I've said it many times: the next time a hurricane comes through there and wipes out piers, let's just see how many get rebuilt.

A recent thread from the NC board: http://www.pierandsurf.com/fishing-forum/showthread.php?107537-Jennettes-pier-could-go-up-for-sale
(See particularly Garboman's post on that thread #6)


----------



## ncfisherman45 (Feb 9, 2013)

did anyone know that springmaid pier is classified as a non-profit organization.. it is not a stand alone pier business either..500 room resort with conference center.. they make plenty of money there.. the 5.00 parking is nothing but greed period... now a lot of the piers in nc are stand alone and privately owned piers and I could understand them charging to park. the grand strand piers are in a tourist area.. lets milk the tourist for all we can motto..


----------



## RjTheMetalhead (Dec 3, 2011)

The free parking was being used, and abused, by people that did not contribute much to the resort in the resorts eyes.
Surfers, local beachgoers and so on.... and i went to school with some of those punks. One of those surfers tried to lynch a boy couple years back lol.
Word is there will be 25 resevred parking spots in the front lot for season pass holders, but we will see.

Are they greedy... you bet your ass they are. Would cost you 2 grand to stay there in the summer for a week. They just got a new managment company that is trying to maximize profit.

Found out 2nd Avenue doesn't charge to park so go there. I havent been on that pier in years, and couldnt care much to go back.
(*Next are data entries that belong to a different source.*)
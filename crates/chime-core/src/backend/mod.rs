//! Bundled engine backends

pub mod cpal_backend;
pub mod null;
pub mod voice;

pub use cpal_backend::CpalBackend;
pub use null::NullBackend;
Kingfishing is ****ing dead everywhere. I go out there to bull**** touristz and get some sun... pray the last king gets snagged in his ass as he turns away from MB. If i want to seriously catch a king i go on a boat...
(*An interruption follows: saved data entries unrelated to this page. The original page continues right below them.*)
//! Audio decoding via Symphonia
//!
//! Sound effects are short, so players decode their whole source into an
//! interleaved f32 [`Clip`] when they are realized.

use std::sync::Arc;

use symphonia::core::audio::SampleBuffer;
use symphonia::core::codecs::{ Decoder as SymphoniaDecoder, DecoderOptions, CODEC_TYPE_NULL };
use symphonia::core::formats::{ FormatOptions, FormatReader };
use symphonia::core::io::{ MediaSourceStream, MediaSourceStreamOptions };
use symphonia::core::meta::MetadataOptions;
use symphonia::core::probe::Hint;
use thiserror::Error;

use crate::source::AssetSource;


/// Errors that can occur during decoding.
#[derive( Debug, Error )]
pub enum DecoderError {
    #[error( "Unsupported format" )]
    UnsupportedFormat,

    #[error( "No audio tracks found" )]
    NoAudioTrack,

    #[error( "Decoder creation failed: {0}" )]
    DecoderCreation( String ),

    #[error( "Decode error: {0}" )]
    Decode( String ),
}


/// Fully decoded PCM for one source.
#[derive( Debug, Clone )]
pub struct Clip {
    /// Interleaved samples.
    pub samples: Arc<[f32]>,
    pub sample_rate: u32,
    pub channels: u16,
}


impl Clip {
    /// Number of frames (samples per channel).
    pub fn frames( &self ) -> u64 {
        if self.channels == 0 {
            return 0;
        }
        ( self.samples.len() / self.channels as usize ) as u64
    }


    /// Duration in milliseconds, rounded down.
    pub fn duration_ms( &self ) -> u32 {
        frames_to_ms( self.frames(), self.sample_rate )
    }
}


/// Converts a frame count at `sample_rate` to whole milliseconds.
pub fn frames_to_ms( frames: u64, sample_rate: u32 ) -> u32 {
    if sample_rate == 0 {
        return 0;
    }
    u32::try_from( frames * 1000 / sample_rate as u64 ).unwrap_or( u32::MAX )
}


/// Converts milliseconds to a frame count at `sample_rate`.
pub fn ms_to_frames( msec: u32, sample_rate: u32 ) -> u64 {
    msec as u64 * sample_rate as u64 / 1000
}


/// Audio decoder wrapper around Symphonia.
pub struct Decoder {
    format_reader: Box<dyn FormatReader>,
    decoder: Box<dyn SymphoniaDecoder>,
    track_id: u32,
    sample_rate: u32,
    channels: usize,
    sample_buf: Option<SampleBuffer<f32>>,
    n_frames: Option<u64>,
}


impl Decoder {
    /// Probes an asset and prepares its first audio track for decoding.
    pub fn open( source: &AssetSource ) -> Result<Self, DecoderError> {
        let mss = MediaSourceStream::new(
            Box::new( source.reader() ),
            MediaSourceStreamOptions::default(),
        );

        let mut hint = Hint::new();
        if let Some( mime ) = source.mime_type() {
            hint.mime_type( mime );
        }
        if let Some( ext ) = source.extension() {
            hint.with_extension( ext );
        }

        let probed = symphonia::default::get_probe()
            .format( &hint, mss, &FormatOptions::default(), &MetadataOptions::default() )
            .map_err( |_| DecoderError::UnsupportedFormat )?;

        let format_reader = probed.format;

        let track = format_reader
            .tracks()
            .iter()
            .find( |t| t.codec_params.codec != CODEC_TYPE_NULL )
            .ok_or( DecoderError::NoAudioTrack )?;

        let track_id = track.id;
        let codec_params = &track.codec_params;

        let sample_rate = codec_params.sample_rate.unwrap_or( 44100 );
        let channels = codec_params.channels.map( |c| c.count() ).unwrap_or( 2 );
        let n_frames = codec_params.n_frames;

        tracing::debug!(
            "Opened asset: {} Hz, {} channels, {:?} frames, mime {:?}",
            sample_rate,
            channels,
            n_frames,
            source.mime_type()
        );

        let decoder = symphonia::default::get_codecs()
            .make( codec_params, &DecoderOptions::default() )
            .map_err( |e| DecoderError::DecoderCreation( e.to_string() ) )?;

        Ok( Self {
            format_reader,
            decoder,
            track_id,
            sample_rate,
            channels,
            sample_buf: None,
            n_frames,
        })
    }


    /// Returns the sample rate of the audio.
    pub fn sample_rate( &self ) -> u32 {
        self.sample_rate
    }


    /// Returns the number of channels.
    pub fn channels( &self ) -> usize {
        self.channels
    }


    /// Decodes the next packet and returns interleaved f32 samples.
    ///
    /// Returns None when EOF is reached.
    pub fn decode_next( &mut self ) -> Result<Option<Vec<f32>>, DecoderError> {
        loop {
            let packet = match self.format_reader.next_packet() {
                Ok( packet ) => packet,
                Err( symphonia::core::errors::Error::IoError( ref e ) )
                    if e.kind() == std::io::ErrorKind::UnexpectedEof =>
                {
                    return Ok( None );
                }
                Err( e ) => {
                    return Err( DecoderError::Decode( e.to_string() ) );
                }
            };

            if packet.track_id() != self.track_id {
                continue;
            }

            let decoded = match self.decoder.decode( &packet ) {
                Ok( decoded ) => decoded,
                Err( symphonia::core::errors::Error::DecodeError( e ) ) => {
                    // Recoverable, skip the packet
                    tracing::debug!( "Skipping corrupt packet: {}", e );
                    continue;
                }
                Err( e ) => {
                    return Err( DecoderError::Decode( e.to_string() ) );
                }
            };

            let spec = *decoded.spec();
            let num_frames = decoded.frames();

            let needs_alloc = self.sample_buf
                .as_ref()
                .map_or( true, |buf| buf.capacity() < num_frames );
            if needs_alloc {
                self.sample_buf = Some( SampleBuffer::new( num_frames as u64, spec ) );
            }

            let Some( sample_buf ) = self.sample_buf.as_mut() else {
                continue;
            };
            sample_buf.copy_interleaved_ref( decoded );

            return Ok( Some( sample_buf.samples().to_vec() ) );
        }
    }


    /// Decodes every remaining packet into a [`Clip`].
    pub fn decode_all( mut self ) -> Result<Clip, DecoderError> {
        let capacity = self.n_frames.unwrap_or( 0 ) as usize * self.channels;
        let mut samples = Vec::with_capacity( capacity );

        while let Some( chunk ) = self.decode_next()? {
            samples.extend_from_slice( &chunk );
        }

        Ok( Clip {
            samples: samples.into(),
            sample_rate: self.sample_rate,
            channels: self.channels as u16,
        })
    }
}


/// Decodes a whole asset.
pub fn decode( source: &AssetSource ) -> Result<Clip, DecoderError> {
    Decoder::open( source )?.decode_all()
}


#[cfg( test )]
mod tests {
    use super::*;
    use crate::testing::wav_bytes;


    #[test]
    fn test_decode_wav_clip() {
        let source = AssetSource::from_bytes( wav_bytes( 8000, 1, 8000 ), Some( "audio/wav" ) );

        let decoder = Decoder::open( &source ).unwrap();
        assert_eq!( decoder.sample_rate(), 8000 );
        assert_eq!( decoder.channels(), 1 );

        let clip = decoder.decode_all().unwrap();
        assert_eq!( clip.frames(), 8000 );
        assert_eq!( clip.duration_ms(), 1000 );
    }


    #[test]
    fn test_decode_stereo_wav() {
        let source = AssetSource::from_bytes( wav_bytes( 16000, 2, 4000 ), None );
        let clip = decode( &source ).unwrap();
        assert_eq!( clip.channels, 2 );
        assert_eq!( clip.frames(), 4000 );
        assert_eq!( clip.duration_ms(), 250 );
    }


    #[test]
    fn test_garbage_is_unsupported() {
        let source = AssetSource::from_bytes( vec![ 0x42u8; 512 ], Some( "audio/wav" ) );
        assert!( matches!( Decoder::open( &source ), Err( DecoderError::UnsupportedFormat ) ) );
    }


    #[test]
    fn test_frame_conversions() {
        assert_eq!( frames_to_ms( 44100, 44100 ), 1000 );
        assert_eq!( ms_to_frames( 5000, 48000 ), 240000 );
        assert_eq!( frames_to_ms( 10, 0 ), 0 );
    }
}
Oh and here is a picture of a trout evelyn caught this morning in the suds, as this thread is devoid of actual fishing..


----------



## js1172 (Jun 5, 2012)

have someone drop ya off, simple!
js


----------



## RoccoS (May 4, 2014)

Well put ETF....


----------



## cocky (Jun 21, 2010)

So people actually come to myrtle beach to surf?


----------



## Loner (Sep 9, 2009)

....$5.00????......ya'll come on Up here to Wdrightsville bch.....$2.50 and hour to park........IF U CAN FIND A SPACE!!!


----------



## Scooter2001 (Nov 2, 2009)

cocky said:


> So people actually come to myrtle beach to surf?
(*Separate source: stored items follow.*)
//! Test helpers: a scripted engine and in-memory WAV assets.

use std::cell::RefCell;
use std::rc::Rc;
use std::sync::Arc;

use crate::engine::{
    AudioEngine, Backend, Capability, EndCallback, EngineError, OutputMix, PlayControl, PlayState,
    PlayerObject, SeekControl, SeekMode, VolumeControl,
};
use crate::source::AssetSource;


/// Duration the fake players report, in milliseconds.
pub const FAKE_DURATION_MS: u32 = 1500;


/// Builds a 16-bit PCM WAV file.
pub fn wav_bytes( sample_rate: u32, channels: u16, frames: u32 ) -> Vec<u8> {
    let data_len = frames * channels as u32 * 2;
    let mut out = Vec::with_capacity( 44 + data_len as usize );

    out.extend_from_slice( b"RIFF" );
    out.extend_from_slice( &( 36 + data_len ).to_le_bytes() );
    out.extend_from_slice( b"WAVE" );

    out.extend_from_slice( b"fmt " );
    out.extend_from_slice( &16u32.to_le_bytes() );
    out.extend_from_slice( &1u16.to_le_bytes() );
    out.extend_from_slice( &channels.to_le_bytes() );
    out.extend_from_slice( &sample_rate.to_le_bytes() );
    out.extend_from_slice( &( sample_rate * channels as u32 * 2 ).to_le_bytes() );
    out.extend_from_slice( &( channels * 2 ).to_le_bytes() );
    out.extend_from_slice( &16u16.to_le_bytes() );

    out.extend_from_slice( b"data" );
    out.extend_from_slice( &data_len.to_le_bytes() );
    for i in 0..frames * channels as u32 {
        let sample = ( ( i % 64 ) as i16 - 32 ) * 256;
        out.extend_from_slice( &sample.to_le_bytes() );
    }

    out
}


/// Where the fake engine should fail.
#[derive( Debug, Clone, Copy, PartialEq, Eq )]
pub enum FailPoint {
    CreateEngine,
    RealizeEngine,
    CreateMix,
    RealizeMix,
    CreatePlayer,
    RealizePlayer,
    PlayControl,
    SeekControl,
    VolumeControl,
    RegisterCallback,
}


#[derive( Default )]
struct FakeVoice {
    realized: bool,
    destroyed: bool,
    state: PlayState,
    state_changes: usize,
    position: u32,
    level: i16,
    loop_setting: Option<( bool, u32, Option<u32> )>,
    last_seek: Option<( u32, SeekMode )>,
    callback: Option<Arc<EndCallback>>,
}


#[derive( Default )]
struct Shared {
    fail: Option<FailPoint>,
    log: Vec<&'static str>,
    players: Vec<Rc<RefCell<FakeVoice>>>,
}


type SharedRef = Rc<RefCell<Shared>>;


fn check( shared: &SharedRef, point: FailPoint ) -> Result<(), EngineError> {
    if shared.borrow().fail == Some( point ) {
        return Err( EngineError::Other( format!( "injected failure at {:?}", point ) ) );
    }
    Ok(())
}


fn log( shared: &SharedRef, entry: &'static str ) {
    shared.borrow_mut().log.push( entry );
}


/// Scripted backend recording every call made against it.
///
/// Players only know their duration while paused or playing.
#[derive( Clone, Default )]
pub struct FakeBackend {
    shared: SharedRef,
}


impl FakeBackend {
    pub fn new() -> Self {
        Self::default()
    }


    pub fn fail_at( &self, point: FailPoint ) {
        self.shared.borrow_mut().fail = Some( point );
    }


    pub fn clear_failure( &self ) {
        self.shared.borrow_mut().fail = None;
    }


    pub fn log( &self ) -> Vec<&'static str> {
        self.shared.borrow().log.clone()
    }


    pub fn live_players( &self ) -> usize {
        self.shared
            .borrow()
            .players
            .iter()
            .filter( |p| !p.borrow().destroyed )
            .count()
    }


    fn voice( &self, index: usize ) -> Rc<RefCell<FakeVoice>> {
        Rc::clone( &self.shared.borrow().players[ index ] )
    }


    /// Number of play state changes requested on the `index`th created player.
    pub fn state_changes( &self, index: usize ) -> usize {
        self.voice( index ).borrow().state_changes
    }


    pub fn level( &self, index: usize ) -> i16 {
        self.voice( index ).borrow().level
    }


    pub fn loop_setting( &self, index: usize ) -> Option<( bool, u32, Option<u32> )> {
        self.voice( index ).borrow().loop_setting
    }


    pub fn last_seek( &self, index: usize ) -> Option<( u32, SeekMode )> {
        self.voice( index ).borrow().last_seek
    }


    /// Delivers end-of-data for the `index`th created player, as the engine
    /// thread would.
    pub fn end_of_data( &self, index: usize ) {
        let callback = self.voice( index ).borrow().callback.clone();
        if let Some( callback ) = callback {
            callback();
        }
    }


    pub fn take_callback( &self, index: usize ) -> Option<Arc<EndCallback>> {
        self.voice( index ).borrow_mut().callback.take()
    }
}


impl Backend for FakeBackend {
    type Engine = FakeEngine;


    fn create_engine( &self ) -> Result<FakeEngine, EngineError> {
        check( &self.shared, FailPoint::CreateEngine )?;
        log( &self.shared, "engine.create" );
        Ok( FakeEngine { shared: Rc::clone( &self.shared ), destroyed: false } )
    }
}


pub struct FakeEngine {
    shared: SharedRef,
    destroyed: bool,
}


impl AudioEngine for FakeEngine {
    type Mix = FakeMix;
    type Player = FakePlayer;


    fn realize( &mut self ) -> Result<(), EngineError> {
        check( &self.shared, FailPoint::RealizeEngine )?;
        log( &self.shared, "engine.realize" );
        Ok(())
    }


    fn create_output_mix( &mut self ) -> Result<FakeMix, EngineError> {
        check( &self.shared, FailPoint::CreateMix )?;
        log( &self.shared, "mix.create" );
        Ok( FakeMix { shared: Rc::clone( &self.shared ), destroyed: false } )
    }


    fn create_player(
        &mut self,
        _source: &AssetSource,
        _sink: &FakeMix,
        required: &[Capability],
    ) -> Result<FakePlayer, EngineError> {
        check( &self.shared, FailPoint::CreatePlayer )?;
        assert_eq!( required, &[ Capability::Seek, Capability::Volume ] );
        log( &self.shared, "player.create" );

        let voice = Rc::new( RefCell::new( FakeVoice::default() ) );
        self.shared.borrow_mut().players.push( Rc::clone( &voice ) );
        Ok( FakePlayer { shared: Rc::clone( &self.shared ), voice } )
    }


    fn destroy( &mut self ) {
        if !self.destroyed {
            self.destroyed = true;
            log( &self.shared, "engine.destroy" );
        }
    }
}


pub struct FakeMix {
    shared: SharedRef,
    destroyed: bool,
}


impl OutputMix for FakeMix {
    fn realize( &mut self ) -> Result<(), EngineError> {
        check( &self.shared, FailPoint::RealizeMix )?;
        log( &self.shared, "mix.realize" );
        Ok(())
    }


    fn destroy( &mut self ) {
        if !self.destroyed {
            self.destroyed = true;
            log( &self.shared, "mix.destroy" );
        }
    }
}


pub struct FakePlayer {
    shared: SharedRef,
    voice: Rc<RefCell<FakeVoice>>,
}


impl FakePlayer {
    fn control( &self, point: FailPoint ) -> Result<FakeControl, EngineError> {
        check( &self.shared, point )?;
        if !self.voice.borrow().realized {
            return Err( EngineError::NotRealized );
        }
        Ok( FakeControl { shared: Rc::clone( &self.shared ), voice: Rc::clone( &self.voice ) } )
    }
}


impl PlayerObject for FakePlayer {
    fn realize( &mut self ) -> Result<(), EngineError> {
        check( &self.shared, FailPoint::RealizePlayer )?;
        self.voice.borrow_mut().realized = true;
        log( &self.shared, "player.realize" );
        Ok(())
    }


    fn play_control( &self ) -> Result<Box<dyn PlayControl>, EngineError> {
        Ok( Box::new( self.control( FailPoint::PlayControl )? ) )
    }


    fn seek_control( &self ) -> Result<Box<dyn SeekControl>, EngineError> {
        Ok( Box::new( self.control( FailPoint::SeekControl )? ) )
    }


    fn volume_control( &self ) -> Result<Box<dyn VolumeControl>, EngineError> {
        Ok( Box::new( self.control( FailPoint::VolumeControl )? ) )
    }


    fn destroy( &mut self ) {
        let mut voice = self.voice.borrow_mut();
        if !voice.destroyed {
            voice.destroyed = true;
            voice.callback = None;
            drop( voice );
            log( &self.shared, "player.destroy" );
        }
    }
}


struct FakeControl {
    shared: SharedRef,
    voice: Rc<RefCell<FakeVoice>>,
}


impl FakeControl {
    fn live( &self ) -> Result<std::cell::RefMut<'_, FakeVoice>, EngineError> {
        let voice = self.voice.borrow_mut();
        if voice.destroyed {
            return Err( EngineError::Destroyed );
        }
        Ok( voice )
    }
}


impl PlayControl for FakeControl {
    fn set_state( &self, state: PlayState ) -> Result<(), EngineError> {
        let mut voice = self.live()?;
        voice.state = state;
        voice.state_changes += 1;
        Ok(())
    }


    fn state( &self ) -> Result<PlayState, EngineError> {
        Ok( self.live()?.state )
    }


    fn duration( &self ) -> Result<Option<u32>, EngineError> {
        let voice = self.live()?;
        Ok( match voice.state {
            PlayState::Paused | PlayState::Playing => Some( FAKE_DURATION_MS ),
            PlayState::Stopped => None,
        })
    }


    fn position( &self ) -> Result<u32, EngineError> {
        Ok( self.live()?.position )
    }


    fn register_end_callback( &self, callback: EndCallback ) -> Result<(), EngineError> {
        check( &self.shared, FailPoint::RegisterCallback )?;
        self.live()?.callback = Some( Arc::new( callback ) );
        Ok(())
    }
}


impl SeekControl for FakeControl {
    fn set_position( &self, msec: u32, mode: SeekMode ) -> Result<(), EngineError> {
        let mut voice = self.live()?;
        voice.position = msec;
        voice.last_seek = Some(( msec, mode ));
        Ok(())
    }


    fn set_loop( &self, enabled: bool, start: u32, end: Option<u32> ) -> Result<(), EngineError> {
        self.live()?.loop_setting = Some(( enabled, start, end ));
        Ok(())
    }
}


impl VolumeControl for FakeControl {
    fn set_level( &self, millibels: i16 ) -> Result<(), EngineError> {
        self.live()?.level = millibels;
        Ok(())
    }


    fn level( &self ) -> Result<i16, EngineError> {
        Ok( self.live()?.level )
    }
}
One of the best surfers on the East Coast resides on the Grand Strand, Cam Richards, google him.


----------



## cocky (Jun 21, 2010)

Nah, I'm just saying. I've been going down there for years and have never really seen any waves big enough to surf on. But I'm no surfer, so I could be missing something.


----------



## Davey72 (Jul 16, 2012)

Time to buy a boat... dust off the surf rods too.


----------



## arich_5 (Jul 1, 2011)

They surf all the time around the piers. Something about the structure helps produce rideable waves. A kid went missing last year at Cherry Grove while surfing.


----------